Stored data entries
·····

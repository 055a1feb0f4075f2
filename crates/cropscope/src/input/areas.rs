//! Observed-area series: mapped cropland area per region and year, for one
//! footprint type.

use std::collections::BTreeMap;
use std::path::Path;

use indexmap::IndexMap;
use serde::{Deserialize, Serialize};

use crate::error::{CropscopeError, Result};
use crate::types::Region;

use super::source::{read_with_provenance, InputProvenance};

/// Required columns for an observed-area table.
const REQUIRED_COLUMNS: [&str; 3] = ["region_id", "year", "observed_area"];

/// Observed (mapped) cropland areas for one footprint type, keyed by region
/// and year. Years are kept sorted per region.
#[derive(Debug, Clone, Default, PartialEq, Serialize, Deserialize)]
pub struct AreaSeries {
    areas: IndexMap<Region, BTreeMap<i32, f64>>,
}

impl AreaSeries {
    /// Create an empty series.
    pub fn new() -> Self {
        Self::default()
    }

    /// Insert an observation. A later insert for the same (region, year)
    /// overwrites the earlier one.
    pub fn insert(&mut self, region: Region, year: i32, area: f64) {
        self.areas.entry(region).or_default().insert(year, area);
    }

    /// Observed area for a region/year, if present.
    pub fn observed(&self, region: Region, year: i32) -> Option<f64> {
        self.areas.get(&region).and_then(|m| m.get(&year)).copied()
    }

    /// Sorted years available for a region.
    pub fn years(&self, region: Region) -> Vec<i32> {
        self.areas
            .get(&region)
            .map(|m| m.keys().copied().collect())
            .unwrap_or_default()
    }

    /// Number of (region, year) observations.
    pub fn len(&self) -> usize {
        self.areas.values().map(|m| m.len()).sum()
    }

    pub fn is_empty(&self) -> bool {
        self.len() == 0
    }
}

/// Load an observed-area table from a CSV file.
///
/// Required columns: `region_id,year,observed_area` (any order, extra
/// columns ignored).
pub fn load_area_series(path: impl AsRef<Path>) -> Result<(AreaSeries, InputProvenance)> {
    let path = path.as_ref();
    let (contents, hash) = read_with_provenance(path)?;

    let mut reader = csv::ReaderBuilder::new()
        .has_headers(true)
        .trim(csv::Trim::All)
        .from_reader(contents.as_slice());

    let headers = reader.headers()?.clone();

    let mut indices = [0usize; 3];
    let mut missing = Vec::new();
    for (i, name) in REQUIRED_COLUMNS.iter().enumerate() {
        match headers.iter().position(|h| h.eq_ignore_ascii_case(name)) {
            Some(idx) => indices[i] = idx,
            None => missing.push(name.to_string()),
        }
    }
    if !missing.is_empty() {
        return Err(CropscopeError::MissingColumns {
            path: path.to_path_buf(),
            columns: missing,
        });
    }

    let mut series = AreaSeries::new();
    let mut rows = 0usize;
    for (row_idx, result) in reader.records().enumerate() {
        let record = result?;
        let line = record
            .position()
            .map(|p| p.line() as usize)
            .unwrap_or(row_idx + 2);

        let region = parse_cell(path, line, &record, indices[0], "region_id", |s| {
            s.parse::<Region>().ok()
        })?;
        let year = parse_cell(path, line, &record, indices[1], "year", |s| {
            s.parse::<i32>().ok()
        })?;
        let area = parse_cell(path, line, &record, indices[2], "observed_area", |s| {
            s.parse::<f64>().ok().filter(|a| a.is_finite() && *a >= 0.0)
        })?;

        series.insert(region, year, area);
        rows += 1;
    }

    let provenance = InputProvenance::new(path, hash, rows);
    Ok((series, provenance))
}

fn parse_cell<T>(
    path: &Path,
    line: usize,
    record: &csv::StringRecord,
    index: usize,
    column: &str,
    parse: impl Fn(&str) -> Option<T>,
) -> Result<T> {
    let raw = record.get(index).unwrap_or("");
    parse(raw).ok_or_else(|| CropscopeError::Parse {
        path: path.to_path_buf(),
        line,
        message: format!("invalid value '{}' for column '{}'", raw, column),
    })
}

·····

Print each record word for word.

▶ PROBLEM SOLUTION:
repository 055a1feb0f4075f2
filename crates/cropscope/src/input/areas.rs
//! Observed-area series: mapped cropland area per region and year, for one
//! footprint type.

use std::collections::BTreeMap;
use std::path::Path;

use indexmap::IndexMap;
use serde::{Deserialize, Serialize};

use crate::error::{CropscopeError, Result};
use crate::types::Region;

use super::source::{read_with_provenance, InputProvenance};

/// Required columns for an observed-area table.
const REQUIRED_COLUMNS: [&str; 3] = ["region_id", "year", "observed_area"];

/// Observed (mapped) cropland areas for one footprint type, keyed by region
/// and year. Years are kept sorted per region.
#[derive(Debug, Clone, Default, PartialEq, Serialize, Deserialize)]
pub struct AreaSeries {
    areas: IndexMap<Region, BTreeMap<i32, f64>>,
}

impl AreaSeries {
    /// Create an empty series.
    pub fn new() -> Self {
        Self::default()
    }

    /// Insert an observation. A later insert for the same (region, year)
    /// overwrites the earlier one.
    pub fn insert(&mut self, region: Region, year: i32, area: f64) {
        self.areas.entry(region).or_default().insert(year, area);
    }

    /// Observed area for a region/year, if present.
    pub fn observed(&self, region: Region, year: i32) -> Option<f64> {
        self.areas.get(&region).and_then(|m| m.get(&year)).copied()
    }

    /// Sorted years available for a region.
    pub fn years(&self, region: Region) -> Vec<i32> {
        self.areas
            .get(&region)
            .map(|m| m.keys().copied().collect())
            .unwrap_or_default()
    }

    /// Number of (region, year) observations.
    pub fn len(&self) -> usize {
        self.areas.values().map(|m| m.len()).sum()
    }

    pub fn is_empty(&self) -> bool {
        self.len() == 0
    }
}

/// Load an observed-area table from a CSV file.
///
/// Required columns: `region_id,year,observed_area` (any order, extra
/// columns ignored).
pub fn load_area_series(path: impl AsRef<Path>) -> Result<(AreaSeries, InputProvenance)> {
    let path = path.as_ref();
    let (contents, hash) = read_with_provenance(path)?;

    let mut reader = csv::ReaderBuilder::new()
        .has_headers(true)
        .trim(csv::Trim::All)
        .from_reader(contents.as_slice());

    let headers = reader.headers()?.clone();

    let mut indices = [0usize; 3];
    let mut missing = Vec::new();
    for (i, name) in REQUIRED_COLUMNS.iter().enumerate() {
        match headers.iter().position(|h| h.eq_ignore_ascii_case(name)) {
            Some(idx) => indices[i] = idx,
            None => missing.push(name.to_string()),
        }
    }
    if !missing.is_empty() {
        return Err(CropscopeError::MissingColumns {
            path: path.to_path_buf(),
            columns: missing,
        });
    }

    let mut series = AreaSeries::new();
    let mut rows = 0usize;
    for (row_idx, result) in reader.records().enumerate() {
        let record = result?;
        let line = record
            .position()
            .map(|p| p.line() as usize)
            .unwrap_or(row_idx + 2);

        let region = parse_cell(path, line, &record, indices[0], "region_id", |s| {
            s.parse::<Region>().ok()
        })?;
        let year = parse_cell(path, line, &record, indices[1], "year", |s| {
            s.parse::<i32>().ok()
        })?;
        let area = parse_cell(path, line, &record, indices[2], "observed_area", |s| {
            s.parse::<f64>().ok().filter(|a| a.is_finite() && *a >= 0.0)
        })?;

        series.insert(region, year, area);
        rows += 1;
    }

    let provenance = InputProvenance::new(path, hash, rows);
    Ok((series, provenance))
}

fn parse_cell<T>(
    path: &Path,
    line: usize,
    record: &csv::StringRecord,
    index: usize,
    column: &str,
    parse: impl Fn(&str) -> Option<T>,
) -> Result<T> {
    let raw = record.get(index).unwrap_or("");
    parse(raw).ok_or_else(|| CropscopeError::Parse {
        path: path.to_path_buf(),
        line,
        message: format!("invalid value '{}' for column '{}'", raw, column),
    })
}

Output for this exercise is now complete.